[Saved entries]

━━━

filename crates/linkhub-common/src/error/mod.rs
//! Application error types

mod app_error;

pub use app_error::{AppError, AppResult, ErrorResponse};
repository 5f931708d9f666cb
//! JSON body and query string extractors
//!
//! Wrap axum's `Json` and `Query` so that malformed input is reported in
//! the API error shape. Field validation happens in the services.

use axum::{
    async_trait,
    extract::{rejection::JsonRejection, FromRequest, FromRequestParts, Query, Request},
    http::request::Parts,
    Json,
};
use serde::de::DeserializeOwned;

use crate::response::ApiError;

/// JSON request body
#[derive(Debug, Clone)]
pub struct JsonBody<T>(pub T);

#[async_trait]
impl<S, T> FromRequest<S> for JsonBody<T>
where
    S: Send + Sync,
    T: DeserializeOwned,
{
    type Rejection = ApiError;

    async fn from_request(req: Request, state: &S) -> Result<Self, Self::Rejection> {
        let Json(value) = Json::<T>::from_request(req, state).await.map_err(|e| {
            tracing::debug!(error = %e, "Rejected request body");
            match e {
                JsonRejection::JsonDataError(e) => ApiError::invalid_body(e.body_text()),
                _ => ApiError::invalid_body("Invalid JSON body"),
            }
        })?;

        Ok(JsonBody(value))
    }
}

/// Query string parameters
#[derive(Debug, Clone)]
pub struct QueryParams<T>(pub T);

#[async_trait]
impl<S, T> FromRequestParts<S> for QueryParams<T>
where
    S: Send + Sync,
    T: DeserializeOwned,
{
    type Rejection = ApiError;

    async fn from_request_parts(parts: &mut Parts, state: &S) -> Result<Self, Self::Rejection> {
        let Query(value) = Query::<T>::from_request_parts(parts, state)
            .await
            .map_err(|e| ApiError::invalid_query(e.body_text()))?;

        Ok(QueryParams(value))
    }
}
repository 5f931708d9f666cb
//! PostgreSQL implementation of LinkRepository

use async_trait::async_trait;
use sqlx::PgPool;
use tracing::{instrument, warn};

use linkhub_core::entities::Link;
use linkhub_core::error::DomainError;
use linkhub_core::traits::{LinkRepository, RepoResult};
use linkhub_core::value_objects::{LinkId, UserId};

use crate::models::LinkModel;

use super::error::map_db_error;

/// PostgreSQL implementation of LinkRepository
#[derive(Clone)]
pub struct PgLinkRepository {
    pool: PgPool,
}

impl PgLinkRepository {
    /// Create a new PgLinkRepository
    pub fn new(pool: PgPool) -> Self {
        Self { pool }
    }
}

#[async_trait]
impl LinkRepository for PgLinkRepository {
    #[instrument(skip(self))]
    async fn find_by_user(&self, user_id: UserId) -> RepoResult<Vec<Link>> {
        let rows = sqlx::query_as::<_, LinkModel>(
            r#"
            SELECT id, user_id, title, url, "order", is_active, created_at, updated_at
            FROM links
            WHERE user_id = $1
            ORDER BY "order" ASC, created_at ASC, id ASC
            "#,
        )
        .bind(user_id.into_inner())
        .fetch_all(&self.pool)
        .await
        .map_err(map_db_error)?;

        Ok(rows.into_iter().map(Link::from).collect())
    }

    #[instrument(skip(self))]
    async fn find_active_by_user(&self, user_id: UserId) -> RepoResult<Vec<Link>> {
        let rows = sqlx::query_as::<_, LinkModel>(
            r#"
            SELECT id, user_id, title, url, "order", is_active, created_at, updated_at
            FROM links
            WHERE user_id = $1 AND is_active = TRUE
            ORDER BY "order" ASC, created_at ASC, id ASC
            "#,
        )
        .bind(user_id.into_inner())
        .fetch_all(&self.pool)
        .await
        .map_err(map_db_error)?;

        Ok(rows.into_iter().map(Link::from).collect())
    }

    #[instrument(skip(self))]
    async fn find_owned(&self, id: LinkId, user_id: UserId) -> RepoResult<Option<Link>> {
        let row = sqlx::query_as::<_, LinkModel>(
            r#"
            SELECT id, user_id, title, url, "order", is_active, created_at, updated_at
            FROM links
            WHERE id = $1 AND user_id = $2
            "#,
        )
        .bind(id.into_inner())
        .bind(user_id.into_inner())
        .fetch_optional(&self.pool)
        .await
        .map_err(map_db_error)?;

        Ok(row.map(Link::from))
    }

    #[instrument(skip(self))]
    async fn max_order(&self, user_id: UserId) -> RepoResult<Option<i32>> {
        sqlx::query_scalar::<_, Option<i32>>(r#"SELECT MAX("order") FROM links WHERE user_id = $1"#)
            .bind(user_id.into_inner())
            .fetch_one(&self.pool)
            .await
            .map_err(map_db_error)
    }

    #[instrument(skip(self, link), fields(link_id = %link.id, user_id = %link.user_id))]
    async fn create(&self, link: &Link) -> RepoResult<()> {
        sqlx::query(
            r#"
            INSERT INTO links (id, user_id, title, url, "order", is_active, created_at, updated_at)
            VALUES ($1, $2, $3, $4, $5, $6, $7, $8)
            "#,
        )
        .bind(link.id.into_inner())
        .bind(link.user_id.into_inner())
        .bind(&link.title)
        .bind(&link.url)
        .bind(link.order)
        .bind(link.is_active)
        .bind(link.created_at)
        .bind(link.updated_at)
        .execute(&self.pool)
        .await
        .map_err(map_db_error)?;

        Ok(())
    }

    #[instrument(skip(self, link), fields(link_id = %link.id, user_id = %link.user_id))]
    async fn update(&self, link: &Link) -> RepoResult<()> {
        let result = sqlx::query(
            r#"
            UPDATE links
            SET title = $3, url = $4, "order" = $5, is_active = $6, updated_at = $7
            WHERE id = $1 AND user_id = $2
            "#,
        )
        .bind(link.id.into_inner())
        .bind(link.user_id.into_inner())
        .bind(&link.title)
        .bind(&link.url)
        .bind(link.order)
        .bind(link.is_active)
        .bind(link.updated_at)
        .execute(&self.pool)
        .await
        .map_err(map_db_error)?;

        if result.rows_affected() == 0 {
            return Err(DomainError::LinkNotFound);
        }

        Ok(())
    }

    #[instrument(skip(self))]
    async fn delete(&self, id: LinkId, user_id: UserId) -> RepoResult<()> {
        let result = sqlx::query("DELETE FROM links WHERE id = $1 AND user_id = $2")
            .bind(id.into_inner())
            .bind(user_id.into_inner())
            .execute(&self.pool)
            .await
            .map_err(map_db_error)?;

        if result.rows_affected() == 0 {
            return Err(DomainError::LinkNotFound);
        }

        Ok(())
    }

    #[instrument(skip(self, orders), fields(count = orders.len()))]
    async fn reorder(&self, user_id: UserId, orders: &[(LinkId, i32)]) -> RepoResult<()> {
        let mut tx = self.pool.begin().await.map_err(map_db_error)?;

        for (link_id, order) in orders {
            let result = sqlx::query(
                r#"
                UPDATE links
                SET "order" = $3, updated_at = NOW()
                WHERE id = $1 AND user_id = $2
                "#,
            )
            .bind(link_id.into_inner())
            .bind(user_id.into_inner())
            .bind(order)
            .execute(&mut *tx)
            .await
            .map_err(map_db_error)?;

            if result.rows_affected() == 0 {
                warn!(%link_id, "Reorder references a link the caller does not own");
                tx.rollback().await.map_err(map_db_error)?;
                return Err(DomainError::LinkNotFound);
            }
        }

        tx.commit().await.map_err(map_db_error)?;

        Ok(())
    }
}
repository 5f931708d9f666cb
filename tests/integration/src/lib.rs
//! Integration test utilities for the link-in-bio server
//!
//! This crate provides helpers for running end-to-end tests against
//! the REST API backed by a real PostgreSQL database.

pub mod helpers;
pub mod fixtures;

pub use helpers::*;
pub use fixtures::*;
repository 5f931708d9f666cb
//! Database connection pool management

mod postgres;

pub use postgres::{create_pool, run_migrations, PoolConfig};

// Re-export PgPool for convenience
pub use sqlx::postgres::PgPool;
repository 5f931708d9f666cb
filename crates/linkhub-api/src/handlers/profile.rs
//! Profile handlers
//!
//! Endpoints for the caller's profile, theme and account.

use axum::{extract::State, Json};
use axum_extra::extract::CookieJar;
use linkhub_service::dto::{
    ProfileResponse, SuccessResponse, ThemeResponse, UpdateProfileRequest, UpdateThemeRequest,
};
use linkhub_service::ProfileService;

use super::auth::clear_session;
use crate::extractors::{AuthUser, JsonBody};
use crate::response::ApiResult;
use crate::state::AppState;

/// Get the caller's profile
///
/// GET /api/profile
pub async fn get_profile(
    State(state): State<AppState>,
    auth: AuthUser,
) -> ApiResult<Json<ProfileResponse>> {
    let service = ProfileService::new(state.service_context());
    let profile = service.get_profile(auth.user_id).await?;
    Ok(Json(profile))
}

/// Update the caller's profile
///
/// PUT /api/profile
pub async fn update_profile(
    State(state): State<AppState>,
    auth: AuthUser,
    JsonBody(request): JsonBody<UpdateProfileRequest>,
) -> ApiResult<Json<ProfileResponse>> {
    let service = ProfileService::new(state.service_context());
    let profile = service.update_profile(auth.user_id, request).await?;
    Ok(Json(profile))
}

/// Get the caller's theme
///
/// GET /api/theme
pub async fn get_theme(
    State(state): State<AppState>,
    auth: AuthUser,
) -> ApiResult<Json<ThemeResponse>> {
    let service = ProfileService::new(state.service_context());
    let theme = service.get_theme(auth.user_id).await?;
    Ok(Json(theme))
}

/// Set the caller's theme
///
/// PUT /api/theme
pub async fn update_theme(
    State(state): State<AppState>,
    auth: AuthUser,
    JsonBody(request): JsonBody<UpdateThemeRequest>,
) -> ApiResult<Json<ThemeResponse>> {
    let service = ProfileService::new(state.service_context());
    let theme = service.update_theme(auth.user_id, request).await?;
    Ok(Json(theme))
}

/// Delete the caller's account and end the session
///
/// DELETE /api/account
pub async fn delete_account(
    State(state): State<AppState>,
    auth: AuthUser,
    jar: CookieJar,
) -> ApiResult<(CookieJar, Json<SuccessResponse>)> {
    let service = ProfileService::new(state.service_context());
    service.delete_account(auth.user_id).await?;
    Ok((clear_session(jar, state.cookie()), Json(SuccessResponse::ok())))
}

━━━

— Aim of the exercise —
If a line above holds the string "super", return it as it stands.

— Answer below —
use super::error::map_db_error;
use super::auth::clear_session;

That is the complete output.